Denis Arthur Smalley (born 1946 in Nelson, New Zealand) is a composer of electroacoustic music, with a special interest in acousmatic music.

Biography
Denis Smalley studied at the University of Canterbury and Victoria University in his native New Zealand, and later at the Paris Conservatoire with Olivier Messiaen, with the Groupe de Recherches Musicales (GRM), and at the University of York.

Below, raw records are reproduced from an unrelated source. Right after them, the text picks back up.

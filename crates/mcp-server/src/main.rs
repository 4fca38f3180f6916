//! String Catalog MCP Server
//!
//! Lets AI agents read and edit Xcode String Catalog (.xcstrings) files via
//! the MCP protocol.
//!
//! ## Tools
//!
//! - `list_supported_languages` - Source language plus every translated language
//! - `list_all_keys` - Paginated, sorted key listing
//! - `search_keys` - Case-insensitive substring search over keys
//! - `get_translations_for_key` - Per-language values and review states for one key
//! - `update_translations` - Batched translation upserts, persisted to disk
//! - `get_catalog_statistics` - Per-language translation coverage
//!
//! ## Usage
//!
//! Add to your MCP client configuration:
//! ```json
//! {
//!   "mcpServers": {
//!     "string-catalog": {
//!       "command": "xcstrings-mcp"
//!     }
//!   }
//! }
//! ```

use anyhow::Result;
use rmcp::transport::stdio;
use rmcp::ServiceExt;

mod prompts;
mod tools;

use tools::StringCatalogService;

#[tokio::main]
async fn main() -> Result<()> {
    // Configure logging to stderr only (stdout is for MCP protocol)
    env_logger::Builder::from_env(env_logger::Env::default().default_filter_or("warn"))
        .target(env_logger::Target::Stderr)
        .init();

    log::info!("Starting String Catalog MCP server");

    let service = StringCatalogService::new();
    let server = service.serve(stdio()).await?;

    // Wait for shutdown
    server.waiting().await?;

    log::info!("String Catalog MCP server stopped");
    Ok(())
}
//! Tool dispatch for the string catalog service.

use rmcp::handler::server::tool::ToolRouter;
use rmcp::handler::server::wrapper::Parameters;
use rmcp::model::{
    CallToolResult, Content, GetPromptRequestParam, GetPromptResult, Implementation,
    ListPromptsResult, PaginatedRequestParam, ServerCapabilities, ServerInfo,
};
use rmcp::service::{RequestContext, RoleServer};
use rmcp::{tool, tool_handler, tool_router, ErrorData as McpError, ServerHandler};
use serde::Serialize;
use xcstrings_catalog::{LanguageTranslation, StringCatalog, TranslationInput};

use super::schemas::{
    GetCatalogStatisticsRequest, GetTranslationsForKeyRequest, KeyNotFoundResponse,
    ListAllKeysRequest, ListAllKeysResponse, ListSupportedLanguagesRequest, SearchKeysRequest,
    SearchKeysResponse, SupportedLanguagesResponse, UpdateTranslationsRequest,
    UpdateTranslationsResponse,
};
use crate::prompts;

/// String Catalog MCP Service
#[derive(Clone)]
pub struct StringCatalogService {
    /// Tool router
    tool_router: ToolRouter<Self>,
}

impl StringCatalogService {
    pub fn new() -> Self {
        Self {
            tool_router: Self::tool_router(),
        }
    }
}

/// Success payload: the value pretty-printed as JSON text content.
fn json_result<T: Serialize>(value: &T) -> CallToolResult {
    CallToolResult::success(vec![Content::text(
        serde_json::to_string_pretty(value).unwrap_or_default(),
    )])
}

/// Failure payload surfaced to the calling agent, never a protocol fault.
fn error_result(error: impl std::fmt::Display) -> CallToolResult {
    CallToolResult::error(vec![Content::text(format!("Error: {error}"))])
}

#[tool_router]
impl StringCatalogService {
    /// Languages present anywhere in the catalog
    #[tool(
        description = "List all supported languages in a given Xcode String Catalog (.xcstrings) file. Returns the source language and all languages that have translations."
    )]
    pub async fn list_supported_languages(
        &self,
        Parameters(request): Parameters<ListSupportedLanguagesRequest>,
    ) -> Result<CallToolResult, McpError> {
        let catalog = match StringCatalog::load(&request.file_path) {
            Ok(catalog) => catalog,
            Err(e) => return Ok(error_result(e)),
        };

        let supported_languages = catalog.supported_languages();
        Ok(json_result(&SupportedLanguagesResponse {
            source_language: catalog.source_language().to_string(),
            count: supported_languages.len(),
            supported_languages,
        }))
    }

    /// Per-language translations of one key
    #[tool(
        description = "Get all translations for a specific key in a String Catalog. Shows the translated text in each supported language along with the translation state."
    )]
    pub async fn get_translations_for_key(
        &self,
        Parameters(request): Parameters<GetTranslationsForKeyRequest>,
    ) -> Result<CallToolResult, McpError> {
        let catalog = match StringCatalog::load(&request.file_path) {
            Ok(catalog) => catalog,
            Err(e) => return Ok(error_result(e)),
        };

        match catalog.translations_for_key(&request.key) {
            Some(result) => Ok(json_result(&result)),
            // Missing key is a soft result the agent can react to.
            None => Ok(json_result(&KeyNotFoundResponse {
                error: format!("Key \"{}\" not found in catalog", request.key),
            })),
        }
    }

    /// Substring search over keys
    #[tool(
        description = "Search for localization keys containing a specific substring. Useful for finding keys when you only know part of the key name."
    )]
    pub async fn search_keys(
        &self,
        Parameters(request): Parameters<SearchKeysRequest>,
    ) -> Result<CallToolResult, McpError> {
        let catalog = match StringCatalog::load(&request.file_path) {
            Ok(catalog) => catalog,
            Err(e) => return Ok(error_result(e)),
        };

        let matching_keys = catalog.search_keys(&request.query);
        Ok(json_result(&SearchKeysResponse {
            query: request.query,
            count: matching_keys.len(),
            matching_keys,
        }))
    }

    /// Paginated key listing
    #[tool(
        description = "List all localization keys in a String Catalog. Returns keys sorted alphabetically."
    )]
    pub async fn list_all_keys(
        &self,
        Parameters(request): Parameters<ListAllKeysRequest>,
    ) -> Result<CallToolResult, McpError> {
        let limit = request.limit.unwrap_or(100);
        let offset = request.offset.unwrap_or(0);

        let catalog = match StringCatalog::load(&request.file_path) {
            Ok(catalog) => catalog,
            Err(e) => return Ok(error_result(e)),
        };

        let all_keys = catalog.all_keys();
        let total = all_keys.len();
        let keys: Vec<String> = all_keys.into_iter().skip(offset).take(limit).collect();

        Ok(json_result(&ListAllKeysResponse {
            keys,
            total,
            offset,
            limit,
            has_more: offset.saturating_add(limit) < total,
        }))
    }

    /// Batched translation upserts, persisted to disk
    #[tool(
        description = "Update or add translations to a String Catalog. Accepts an array of translation entries.\n\nIMPORTANT: iOS strings support format placeholders that must be preserved in translations:\n- %@ for strings (objects)\n- %d or %lld for integers\n- %f for floating point numbers\n- %1$@, %2$@ etc. for positional arguments (order can be changed in translations)"
    )]
    pub async fn update_translations(
        &self,
        Parameters(request): Parameters<UpdateTranslationsRequest>,
    ) -> Result<CallToolResult, McpError> {
        let mut catalog = match StringCatalog::load(&request.file_path) {
            Ok(catalog) => catalog,
            Err(e) => return Ok(error_result(e)),
        };

        let batch: Vec<TranslationInput> = request
            .data
            .into_iter()
            .map(|entry| TranslationInput {
                key: entry.key,
                translations: entry
                    .translations
                    .into_iter()
                    .map(|translation| LanguageTranslation {
                        language: translation.language,
                        value: translation.value,
                        state: translation.state.map(Into::into),
                    })
                    .collect(),
                comment: entry.comment,
            })
            .collect();

        let outcome = catalog.update_translations(&batch);
        if let Err(e) = catalog.save() {
            return Ok(error_result(e));
        }

        Ok(json_result(&UpdateTranslationsResponse {
            success: true,
            total_updated: outcome.updated.len(),
            total_created: outcome.created.len(),
            updated_keys: outcome.updated,
            created_keys: outcome.created,
        }))
    }

    /// Translation coverage per language
    #[tool(
        description = "Get statistics about a String Catalog including total keys, supported languages, and translation coverage percentage for each language."
    )]
    pub async fn get_catalog_statistics(
        &self,
        Parameters(request): Parameters<GetCatalogStatisticsRequest>,
    ) -> Result<CallToolResult, McpError> {
        let catalog = match StringCatalog::load(&request.file_path) {
            Ok(catalog) => catalog,
            Err(e) => return Ok(error_result(e)),
        };

        Ok(json_result(&catalog.statistics()))
    }
}

#[tool_handler]
impl ServerHandler for StringCatalogService {
    fn get_info(&self) -> ServerInfo {
        ServerInfo {
            instructions: Some("String Catalog lets you read and edit Xcode .xcstrings localization files. Use 'list_supported_languages' and 'get_catalog_statistics' to assess a catalog, 'list_all_keys' and 'search_keys' to find keys, 'get_translations_for_key' to inspect one key, and 'update_translations' to write new translations back to disk.".into()),
            capabilities: ServerCapabilities::builder()
                .enable_tools()
                .enable_prompts()
                .build(),
            server_info: Implementation::from_build_env(),
            ..Default::default()
        }
    }

    #[allow(clippy::manual_async_fn)]
    fn list_prompts(
        &self,
        _request: Option<PaginatedRequestParam>,
        _context: RequestContext<RoleServer>,
    ) -> impl std::future::Future<Output = Result<ListPromptsResult, McpError>> + Send + '_ {
        async move {
            Ok(ListPromptsResult {
                next_cursor: None,
                prompts: prompts::all(),
            })
        }
    }

    #[allow(clippy::manual_async_fn)]
    fn get_prompt(
        &self,
        request: GetPromptRequestParam,
        _context: RequestContext<RoleServer>,
    ) -> impl std::future::Future<Output = Result<GetPromptResult, McpError>> + Send + '_ {
        async move { prompts::get(&request.name, request.arguments.as_ref()) }
    }
}
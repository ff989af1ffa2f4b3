use crate::confetti::{self, ConfettiOverlay};
use crate::constants::{
    ENTRY_BUTTON_ID, SETTINGS_BUTTON_ID, TOGGLE_ANIMATION_ID, VARIANT_ATTRIBUTE,
    VARIANT_BUTTON_SELECTOR,
};
use crate::core::Control;
use crate::dom;
use crate::frame::Viewer;
use crate::loader;
use crate::overlay;
use std::cell::RefCell;
use std::rc::Rc;
use wasm_bindgen::JsCast;
use web_sys as web;

/// Settings panel, parameter inputs, the open/close button and variant buttons.
pub fn wire_controls(document: &web::Document, viewer: &Rc<RefCell<Viewer>>) {
    wire_settings_panel(document);

    for control in Control::ALL {
        let viewer = viewer.clone();
        let doc = document.clone();
        dom::add_input_listener(document, control.element_id(), move |value| {
            viewer.borrow_mut().apply_control(control, &value);
            if control == Control::Background {
                if let Some(body) = doc.body() {
                    _ = body.style().set_property("background", &value);
                }
            }
        });
    }

    let viewer_toggle = viewer.clone();
    dom::add_click_listener(document, TOGGLE_ANIMATION_ID, move || {
        viewer_toggle.borrow_mut().toggle_animation();
    });

    wire_variant_buttons(document, viewer);
}

fn wire_settings_panel(document: &web::Document) {
    let doc_toggle = document.clone();
    dom::add_click_listener(document, SETTINGS_BUTTON_ID, move || {
        overlay::toggle_settings(&doc_toggle);
    });

    // any click outside the panel and its button closes it
    let doc_outside = document.clone();
    let closure = wasm_bindgen::closure::Closure::wrap(Box::new(move |ev: web::MouseEvent| {
        let inside = ev
            .target()
            .and_then(|t| t.dyn_into::<web::Node>().ok())
            .map(|node| overlay::within_settings(&doc_outside, &node))
            .unwrap_or(false);
        if !inside {
            overlay::close_settings(&doc_outside);
        }
    }) as Box<dyn FnMut(_)>);
    _ = document.add_event_listener_with_callback("click", closure.as_ref().unchecked_ref());
    closure.forget();
}

fn wire_variant_buttons(document: &web::Document, viewer: &Rc<RefCell<Viewer>>) {
    let Ok(buttons) = document.query_selector_all(VARIANT_BUTTON_SELECTOR) else {
        return;
    };
    let mut wired = 0;
    for i in 0..buttons.length() {
        let Some(el) = buttons
            .item(i)
            .and_then(|n| n.dyn_into::<web::Element>().ok())
        else {
            continue;
        };
        let Some(variant) = el.get_attribute(VARIANT_ATTRIBUTE).filter(|v| !v.is_empty()) else {
            log::warn!("[ui] variant button without {}", VARIANT_ATTRIBUTE);
            continue;
        };
        let viewer = viewer.clone();
        let closure = wasm_bindgen::closure::Closure::wrap(Box::new(move || {
            loader::load_variant(&viewer, &variant);
        }) as Box<dyn FnMut()>);
        _ = el.add_event_listener_with_callback("click", closure.as_ref().unchecked_ref());
        closure.forget();
        wired += 1;
    }
    log::info!("[ui] wired {} variant buttons", wired);
}

/// Entry button: dismiss the gate, size the now-visible canvas and celebrate.
pub fn wire_entry_gate(
    document: &web::Document,
    viewer: &Rc<RefCell<Viewer>>,
    confetti: Option<Rc<RefCell<ConfettiOverlay>>>,
) {
    let doc = document.clone();
    let viewer = viewer.clone();
    dom::add_click_listener(document, ENTRY_BUTTON_ID, move || {
        overlay::enter(&doc);
        viewer.borrow_mut().on_resize();
        if let Some(c) = &confetti {
            confetti::launch(c);
        }
    });
}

He initially composed onto tape, but as early as the 1980s realised his works using computer software. His composition Pentes (1974) is regarded as one of the classics of electroacoustic music. Source sounds for his works may come from the environment—and are often the starting point for his pieces—but he may also develop highly sophisticated timbres from scratch using computer software. He describes his approach as "spectromorphological", featuring the development of sounds in time.

A lecturer at the University of East Anglia, England, from 1976 to 1994, he was professor of music at City University, London from 1994 until his retirement.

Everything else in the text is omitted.